PROBLEM TO SOLVE:
Go through the listing beneath this task and return every line that carries the string "PathBuf".

EXCERPTED RECORDS:
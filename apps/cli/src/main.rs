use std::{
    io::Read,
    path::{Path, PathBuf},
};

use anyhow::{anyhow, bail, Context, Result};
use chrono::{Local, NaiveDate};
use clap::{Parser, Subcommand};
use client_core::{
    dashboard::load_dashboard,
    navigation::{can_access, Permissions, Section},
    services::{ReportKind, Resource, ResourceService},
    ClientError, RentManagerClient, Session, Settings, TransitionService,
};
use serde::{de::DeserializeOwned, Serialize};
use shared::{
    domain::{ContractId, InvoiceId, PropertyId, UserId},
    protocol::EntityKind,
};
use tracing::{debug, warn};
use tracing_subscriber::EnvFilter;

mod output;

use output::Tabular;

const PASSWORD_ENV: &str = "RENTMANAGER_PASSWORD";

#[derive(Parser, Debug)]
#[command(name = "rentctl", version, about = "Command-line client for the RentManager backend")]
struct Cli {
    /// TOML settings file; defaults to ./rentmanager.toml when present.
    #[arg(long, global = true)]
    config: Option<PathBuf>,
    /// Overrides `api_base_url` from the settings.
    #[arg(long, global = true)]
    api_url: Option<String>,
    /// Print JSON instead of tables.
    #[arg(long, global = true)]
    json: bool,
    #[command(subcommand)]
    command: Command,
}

WRITTEN SOLUTION:
    path::{Path, PathBuf},
    config: Option<PathBuf>,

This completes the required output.